Exercise: From the listing below, set down exactly the lines between the one holding "-> (i32, i32)" and the one holding "let corner = BlockPos::new((chunk_x", inclusive. No other line is wanted.

---+---

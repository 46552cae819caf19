#![allow(dead_code)]

use bastion_blocks::{BlockState, Facing, ids};
use bastion_geom::{BlockPos, BoundingBox};
use bastion_structures::{
    BlockActorSink, PieceBase, PieceSink, RandomSource, StructurePiece, orient_box,
};
use bastion_world::{ChunkManager, ChunkPos, CompoundTag, MemoryWorld};

/// A piece with no children that fills its box with bricks.
#[derive(Debug)]
pub struct Block {
    pub base: PieceBase,
}

impl Block {
    pub fn new(bb: BoundingBox, orientation: Option<Facing>) -> Self {
        Self {
            base: PieceBase::with_box(0, bb, orientation),
        }
    }

    pub fn boxed(bb: BoundingBox) -> Box<dyn StructurePiece> {
        Box::new(Self::new(bb, Some(Facing::North)))
    }
}

impl StructurePiece for Block {
    fn piece_type(&self) -> &'static str {
        "Block"
    }

    fn base(&self) -> &PieceBase {
        &self.base
    }

    fn base_mut(&mut self) -> &mut PieceBase {
        &mut self.base
    }

    fn post_process(
        &mut self,
        level: &dyn ChunkManager,
        _random: &mut dyn RandomSource,
        gen_box: &BoundingBox,
        _chunk_x: i32,
        _chunk_z: i32,
        _actors: &mut dyn BlockActorSink,
    ) -> bool {
        let Some(bb) = self.base.bounding_box else {
            return false;
        };
        let brick = BlockState::of(ids::NETHER_BRICKS);
        self.base.generate_box(
            level,
            gen_box,
            0,
            0,
            0,
            bb.x_span() - 1,
            bb.y_span() - 1,
            bb.z_span() - 1,
            brick,
            brick,
            false,
        );
        true
    }
}

/// A 3x3x3 cell that keeps attaching one more cell to its east side and
/// leaves a chest record in its middle.
#[derive(Debug)]
pub struct Chain {
    pub base: PieceBase,
    pub links: i32,
}

impl Chain {
    pub fn at(anchor: BlockPos, gen_depth: i32) -> Self {
        let bb = orient_box(anchor, -1, 0, 0, 3, 3, 3, Facing::East);
        Self {
            base: PieceBase::with_box(gen_depth, bb, Some(Facing::East)),
            links: gen_depth,
        }
    }

    pub fn decode(tag: &CompoundTag) -> Box<dyn StructurePiece> {
        Box::new(Self {
            base: PieceBase::from_tag(tag),
            links: tag.int_or("Links", 0),
        })
    }
}

impl StructurePiece for Chain {
    fn piece_type(&self) -> &'static str {
        "Chain"
    }

    fn base(&self) -> &PieceBase {
        &self.base
    }

    fn base_mut(&mut self) -> &mut PieceBase {
        &mut self.base
    }

    fn add_additional_save_data(&self, tag: &mut CompoundTag) {
        tag.put_int("Links", self.links);
    }

    fn add_children(
        &self,
        _root: &dyn StructurePiece,
        pieces: &mut PieceSink<'_>,
        _random: &mut dyn RandomSource,
    ) {
        let Some(bb) = self.base.bounding_box else {
            return;
        };
        let next = Chain::at(BlockPos::new(bb.x1 + 1, bb.y0, bb.z0 + 1), self.base.gen_depth + 1);
        let Some(next_box) = next.base.bounding_box else {
            return;
        };
        if pieces.find_collision_piece(&next_box).is_none() {
            pieces.push(Box::new(next));
        }
    }

    fn post_process(
        &mut self,
        level: &dyn ChunkManager,
        _random: &mut dyn RandomSource,
        gen_box: &BoundingBox,
        _chunk_x: i32,
        _chunk_z: i32,
        actors: &mut dyn BlockActorSink,
    ) -> bool {
        let brick = BlockState::of(ids::NETHER_BRICKS);
        self.base
            .generate_box(level, gen_box, 0, 0, 0, 2, 2, 2, brick, BlockState::AIR, false);
        self.base.queue_block_actor(actors, "Chest", 1, 1, 1, gen_box);
        true
    }
}

/// Loaded, empty world of `radius` chunks around the origin.
pub fn empty_world(height: i32, radius: i32) -> MemoryWorld {
    let world = MemoryWorld::new(7, height);
    for pos in ChunkPos::new(0, 0).square_around(radius) {
        world.load_chunk(pos);
    }
    world
}
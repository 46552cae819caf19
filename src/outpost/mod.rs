//! Demo catalogue: nether outposts grown from a domed hall through branching
//! corridors. One outpost per 8x8-chunk region.

mod pieces;

use pieces::{CORRIDOR, Corridor, ROOM, Room};

use bastion_blocks::Facing;
use bastion_geom::{BlockPos, BoundingBox};
use bastion_runtime::Populator;
use bastion_structures::{
    BlockActorSink, PieceDecodeError, PieceRegistry, RandomSource, StructureStart,
};
use bastion_world::{ChunkManager, ChunkPos, CompoundTag};
use rand::SeedableRng;
use rand::rngs::SmallRng;

const REGION_CHUNKS: i32 = 8;
/// Start chunks this far away (in chunks) can still reach a chunk.
const SEARCH_RADIUS: i32 = 5;
const BASE_Y: i32 = 48;

pub struct NetherOutpost {
    max_depth: i32,
    registry: PieceRegistry,
}

impl NetherOutpost {
    pub fn new(max_depth: i32) -> Self {
        Self {
            max_depth,
            registry: piece_registry(),
        }
    }

    /// Rebuilds a saved outpost record.
    pub fn restore(&self, tag: &CompoundTag) -> Result<StructureStart, PieceDecodeError> {
        StructureStart::from_tag(tag, &self.registry, self.max_depth)
    }

    fn region_seed(level_seed: i64, region_x: i32, region_z: i32) -> u64 {
        let rx = i64::from(region_x).wrapping_mul(341_873_128_712);
        let rz = i64::from(region_z).wrapping_mul(132_897_987_541);
        (level_seed ^ rx ^ rz) as u64
    }

    /// Chunk holding the root hall of the region's outpost.
    pub fn start_chunk(level_seed: i64, region_x: i32, region_z: i32) -> (i32, i32) {
        let mut rng = SmallRng::seed_from_u64(Self::region_seed(level_seed, region_x, region_z));
        let dx = rng.next_bounded_int(REGION_CHUNKS - 3);
        let dz = rng.next_bounded_int(REGION_CHUNKS - 3);
        (region_x * REGION_CHUNKS + dx, region_z * REGION_CHUNKS + dz)
    }

    /// Lays out the outpost of one region. The same inputs always produce
    /// the same pieces.
    pub fn build_start(&self, level_seed: i64, region_x: i32, region_z: i32) -> StructureStart {
        let (chunk_x, chunk_z) = Self::start_chunk(level_seed, region_x, region_z);
        let mut rng = SmallRng::seed_from_u64(
            Self::region_seed(level_seed, region_x, region_z) ^ 0x5dee_ce66d,
        );
        let y = BASE_Y + rng.next_bounded_int(16);
        let facing = Facing::from_horizontal_index(rng.next_bounded_int(4));
        let corner = BlockPos::new((chunk_x << 4) + 4, y, (chunk_z << 4) + 4);
        let root = Box::new(Room::root(corner, facing));
        StructureStart::generate(chunk_x, chunk_z, root, &mut rng, self.max_depth)
    }

    /// Every outpost whose start chunk lies within `radius` chunks of
    /// `(chunk_x, chunk_z)`.
    pub fn starts_near(
        &self,
        level_seed: i64,
        chunk_x: i32,
        chunk_z: i32,
        radius: i32,
    ) -> Vec<StructureStart> {
        let r = radius.max(0);
        let (rx0, rx1) = (
            (chunk_x - r).div_euclid(REGION_CHUNKS),
            (chunk_x + r).div_euclid(REGION_CHUNKS),
        );
        let (rz0, rz1) = (
            (chunk_z - r).div_euclid(REGION_CHUNKS),
            (chunk_z + r).div_euclid(REGION_CHUNKS),
        );
        let center = ChunkPos::new(chunk_x, chunk_z);
        let mut starts = Vec::new();
        for rz in rz0..=rz1 {
            for rx in rx0..=rx1 {
                let (sx, sz) = Self::start_chunk(level_seed, rx, rz);
                if ChunkPos::new(sx, sz).ring_distance(center) <= r {
                    starts.push(self.build_start(level_seed, rx, rz));
                }
            }
        }
        starts
    }
}

impl Populator for NetherOutpost {
    fn name(&self) -> &str {
        "outpost"
    }

    fn populate(
        &self,
        level: &dyn ChunkManager,
        chunk_x: i32,
        chunk_z: i32,
        random: &mut dyn RandomSource,
        actors: &mut dyn BlockActorSink,
    ) {
        let gen_box = BoundingBox::for_chunk(chunk_x, chunk_z, 0, 255);
        for mut start in self.starts_near(level.seed(), chunk_x, chunk_z, SEARCH_RADIUS) {
            let generated = start.post_process(level, random, &gen_box, chunk_x, chunk_z, actors);
            if generated > 0 {
                log::trace!(
                    target: "structures",
                    "outpost from ({}, {}) wrote {generated} pieces into ({chunk_x}, {chunk_z})",
                    start.chunk_x(),
                    start.chunk_z()
                );
            }
        }
    }
}

fn piece_registry() -> PieceRegistry {
    let mut registry = PieceRegistry::new();
    registry.register(ROOM, Room::decode).register(CORRIDOR, Corridor::decode);
    registry
}
use std::fmt;

use crate::facing::{Facing, Rotation};
use crate::ids::{self, BlockId};

/// Stair meta layout: direction in bits 0..2, upside-down flag in bit 2.
pub mod stairs {
    use crate::facing::Facing;

    pub const EAST: u8 = 0;
    pub const WEST: u8 = 1;
    pub const SOUTH: u8 = 2;
    pub const NORTH: u8 = 3;
    pub const UPSIDE_DOWN: u8 = 0x4;

    #[inline]
    pub fn facing(meta: u8) -> Facing {
        match meta & 0x3 {
            EAST => Facing::East,
            WEST => Facing::West,
            SOUTH => Facing::South,
            _ => Facing::North,
        }
    }

    #[inline]
    pub fn meta(facing: Facing, upside_down: bool) -> u8 {
        let dir = match facing {
            Facing::East => EAST,
            Facing::West => WEST,
            Facing::South => SOUTH,
            Facing::North => NORTH,
        };
        if upside_down { dir | UPSIDE_DOWN } else { dir }
    }
}

/// Wall-facing meta layout used by chests, ladders and furnaces.
pub mod wall {
    use crate::facing::Facing;

    pub const NORTH: u8 = 2;
    pub const SOUTH: u8 = 3;
    pub const WEST: u8 = 4;
    pub const EAST: u8 = 5;

    #[inline]
    pub fn facing(meta: u8) -> Option<Facing> {
        match meta {
            NORTH => Some(Facing::North),
            SOUTH => Some(Facing::South),
            WEST => Some(Facing::West),
            EAST => Some(Facing::East),
            _ => None,
        }
    }

    #[inline]
    pub fn meta(facing: Facing) -> u8 {
        match facing {
            Facing::North => NORTH,
            Facing::South => SOUTH,
            Facing::West => WEST,
            Facing::East => EAST,
        }
    }
}

/// One voxel value: block id plus a 4-bit auxiliary value.
#[derive(Clone, Copy, Debug, Default, PartialEq, Eq, Hash)]
pub struct BlockState {
    pub id: BlockId,
    pub meta: u8,
}

impl BlockState {
    pub const AIR: BlockState = BlockState { id: ids::AIR, meta: 0 };

    #[inline]
    pub const fn new(id: BlockId, meta: u8) -> Self {
        Self { id, meta: meta & 0xf }
    }

    #[inline]
    pub const fn of(id: BlockId) -> Self {
        Self { id, meta: 0 }
    }

    #[inline]
    pub fn is_air(self) -> bool {
        self.id == ids::AIR
    }

    #[inline]
    pub fn is_liquid(self) -> bool {
        ids::is_liquid(self.id)
    }

    /// Remaps directional meta under `rotation`; non-directional blocks are
    /// returned unchanged.
    pub fn rotate(self, rotation: Rotation) -> BlockState {
        if rotation == Rotation::None {
            return self;
        }
        if ids::is_stairs(self.id) {
            let facing = rotation.rotate(stairs::facing(self.meta));
            let upside_down = self.meta & stairs::UPSIDE_DOWN != 0;
            let meta = (self.meta & !0x7) | stairs::meta(facing, upside_down);
            return BlockState::new(self.id, meta);
        }
        if ids::is_wall_facing(self.id) {
            if let Some(facing) = wall::facing(self.meta) {
                return BlockState::new(self.id, wall::meta(rotation.rotate(facing)));
            }
        }
        self
    }

    #[inline]
    pub fn stairs(facing: Facing, upside_down: bool) -> BlockState {
        BlockState::new(ids::NETHER_BRICKS_STAIRS, stairs::meta(facing, upside_down))
    }
}

impl fmt::Display for BlockState {
    fn fmt(&self, f: &mut fmt::Formatter<'_>) -> fmt::Result {
        match ids::name_of(self.id) {
            Some(name) => write!(f, "{name}:{}", self.meta),
            None => write!(f, "#{}:{}", self.id, self.meta),
        }
    }
}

---+---

Response to this task:
    pub fn start_chunk(level_seed: i64, region_x: i32, region_z: i32) -> (i32, i32) {
        let mut rng = SmallRng::seed_from_u64(Self::region_seed(level_seed, region_x, region_z));
        let dx = rng.next_bounded_int(REGION_CHUNKS - 3);
        let dz = rng.next_bounded_int(REGION_CHUNKS - 3);
        (region_x * REGION_CHUNKS + dx, region_z * REGION_CHUNKS + dz)
    }

    /// Lays out the outpost of one region. The same inputs always produce
    /// the same pieces.
    pub fn build_start(&self, level_seed: i64, region_x: i32, region_z: i32) -> StructureStart {
        let (chunk_x, chunk_z) = Self::start_chunk(level_seed, region_x, region_z);
        let mut rng = SmallRng::seed_from_u64(
            Self::region_seed(level_seed, region_x, region_z) ^ 0x5dee_ce66d,
        );
        let y = BASE_Y + rng.next_bounded_int(16);
        let facing = Facing::from_horizontal_index(rng.next_bounded_int(4));
        let corner = BlockPos::new((chunk_x << 4) + 4, y, (chunk_z << 4) + 4);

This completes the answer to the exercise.